[Collected data]
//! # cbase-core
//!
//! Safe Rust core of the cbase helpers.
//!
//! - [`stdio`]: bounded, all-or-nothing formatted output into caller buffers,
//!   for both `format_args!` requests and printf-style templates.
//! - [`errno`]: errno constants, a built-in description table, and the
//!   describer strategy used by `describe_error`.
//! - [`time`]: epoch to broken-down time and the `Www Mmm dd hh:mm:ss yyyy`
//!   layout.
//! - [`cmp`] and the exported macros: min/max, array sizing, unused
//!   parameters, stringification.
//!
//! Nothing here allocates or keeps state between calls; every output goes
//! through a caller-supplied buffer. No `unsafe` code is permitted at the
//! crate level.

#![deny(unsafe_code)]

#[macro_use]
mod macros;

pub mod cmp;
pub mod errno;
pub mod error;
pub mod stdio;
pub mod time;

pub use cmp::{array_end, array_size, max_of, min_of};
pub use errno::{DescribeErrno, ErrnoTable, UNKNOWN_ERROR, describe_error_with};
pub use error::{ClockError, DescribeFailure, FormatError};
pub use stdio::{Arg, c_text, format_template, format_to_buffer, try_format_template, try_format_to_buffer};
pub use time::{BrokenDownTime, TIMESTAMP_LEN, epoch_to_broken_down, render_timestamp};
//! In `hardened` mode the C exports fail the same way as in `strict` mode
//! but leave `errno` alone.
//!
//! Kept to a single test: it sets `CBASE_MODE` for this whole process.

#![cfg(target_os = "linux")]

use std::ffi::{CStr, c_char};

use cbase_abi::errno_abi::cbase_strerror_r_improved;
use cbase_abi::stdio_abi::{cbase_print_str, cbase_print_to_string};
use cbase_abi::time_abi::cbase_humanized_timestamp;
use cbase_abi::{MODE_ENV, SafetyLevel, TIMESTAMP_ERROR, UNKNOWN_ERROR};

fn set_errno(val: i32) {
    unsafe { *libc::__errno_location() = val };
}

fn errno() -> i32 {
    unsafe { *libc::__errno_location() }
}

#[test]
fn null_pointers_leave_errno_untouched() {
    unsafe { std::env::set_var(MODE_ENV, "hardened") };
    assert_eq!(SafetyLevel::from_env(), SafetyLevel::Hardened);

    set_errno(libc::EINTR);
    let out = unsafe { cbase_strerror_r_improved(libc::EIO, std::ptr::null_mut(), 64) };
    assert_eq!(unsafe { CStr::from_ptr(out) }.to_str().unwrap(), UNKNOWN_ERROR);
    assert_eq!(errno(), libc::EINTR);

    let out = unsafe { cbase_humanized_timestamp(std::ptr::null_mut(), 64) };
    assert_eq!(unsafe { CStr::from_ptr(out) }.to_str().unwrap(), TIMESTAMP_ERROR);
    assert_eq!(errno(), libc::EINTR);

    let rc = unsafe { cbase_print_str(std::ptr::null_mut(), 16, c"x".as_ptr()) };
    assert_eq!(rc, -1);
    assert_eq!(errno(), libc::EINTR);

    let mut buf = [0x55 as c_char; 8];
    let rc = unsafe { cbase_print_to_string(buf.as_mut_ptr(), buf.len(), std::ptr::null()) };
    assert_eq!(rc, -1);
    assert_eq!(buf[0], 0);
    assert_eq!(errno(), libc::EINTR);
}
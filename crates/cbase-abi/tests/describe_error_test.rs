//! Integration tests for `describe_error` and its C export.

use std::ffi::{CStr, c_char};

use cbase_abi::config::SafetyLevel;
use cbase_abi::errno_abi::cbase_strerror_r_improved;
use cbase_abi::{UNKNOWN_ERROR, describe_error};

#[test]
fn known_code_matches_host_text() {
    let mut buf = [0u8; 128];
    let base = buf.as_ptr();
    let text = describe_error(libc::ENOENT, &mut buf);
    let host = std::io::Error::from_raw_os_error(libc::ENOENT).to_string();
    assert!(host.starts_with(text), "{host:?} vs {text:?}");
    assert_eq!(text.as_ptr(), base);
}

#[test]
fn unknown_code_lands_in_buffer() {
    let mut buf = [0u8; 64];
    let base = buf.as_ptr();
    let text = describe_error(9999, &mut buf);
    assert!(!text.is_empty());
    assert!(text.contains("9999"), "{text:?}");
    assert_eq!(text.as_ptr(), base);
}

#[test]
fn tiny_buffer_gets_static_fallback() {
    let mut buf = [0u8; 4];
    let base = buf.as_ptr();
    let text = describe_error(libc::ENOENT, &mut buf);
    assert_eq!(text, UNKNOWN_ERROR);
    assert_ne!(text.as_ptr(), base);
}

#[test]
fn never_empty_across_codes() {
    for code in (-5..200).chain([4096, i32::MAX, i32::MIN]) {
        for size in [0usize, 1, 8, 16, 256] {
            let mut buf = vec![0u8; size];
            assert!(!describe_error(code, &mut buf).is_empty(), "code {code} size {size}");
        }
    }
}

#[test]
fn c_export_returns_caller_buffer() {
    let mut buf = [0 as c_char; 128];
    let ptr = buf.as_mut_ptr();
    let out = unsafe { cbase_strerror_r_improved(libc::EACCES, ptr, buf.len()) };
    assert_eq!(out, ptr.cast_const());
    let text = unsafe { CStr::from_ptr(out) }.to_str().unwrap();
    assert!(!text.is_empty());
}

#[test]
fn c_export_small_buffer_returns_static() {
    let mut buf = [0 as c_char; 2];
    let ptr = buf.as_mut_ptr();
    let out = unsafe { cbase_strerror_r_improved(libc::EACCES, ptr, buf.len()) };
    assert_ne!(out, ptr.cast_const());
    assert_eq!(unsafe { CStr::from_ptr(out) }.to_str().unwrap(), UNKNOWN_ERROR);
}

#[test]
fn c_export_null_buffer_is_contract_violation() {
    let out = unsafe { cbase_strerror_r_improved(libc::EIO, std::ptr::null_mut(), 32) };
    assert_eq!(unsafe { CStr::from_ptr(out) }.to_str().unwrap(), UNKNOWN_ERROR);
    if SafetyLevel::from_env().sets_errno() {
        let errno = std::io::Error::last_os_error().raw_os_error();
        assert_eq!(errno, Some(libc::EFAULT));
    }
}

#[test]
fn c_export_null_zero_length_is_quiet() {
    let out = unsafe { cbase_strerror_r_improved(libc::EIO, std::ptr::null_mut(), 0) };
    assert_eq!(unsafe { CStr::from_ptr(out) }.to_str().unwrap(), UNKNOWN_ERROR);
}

Exercise requirements ▸ Up to and including the line that contains "table, and the", restate word for word every line of the entries, starting from the first.

Completed task ▸
//! # cbase-core
//!
//! Safe Rust core of the cbase helpers.
//!
//! - [`stdio`]: bounded, all-or-nothing formatted output into caller buffers,
//!   for both `format_args!` requests and printf-style templates.
//! - [`errno`]: errno constants, a built-in description table, and the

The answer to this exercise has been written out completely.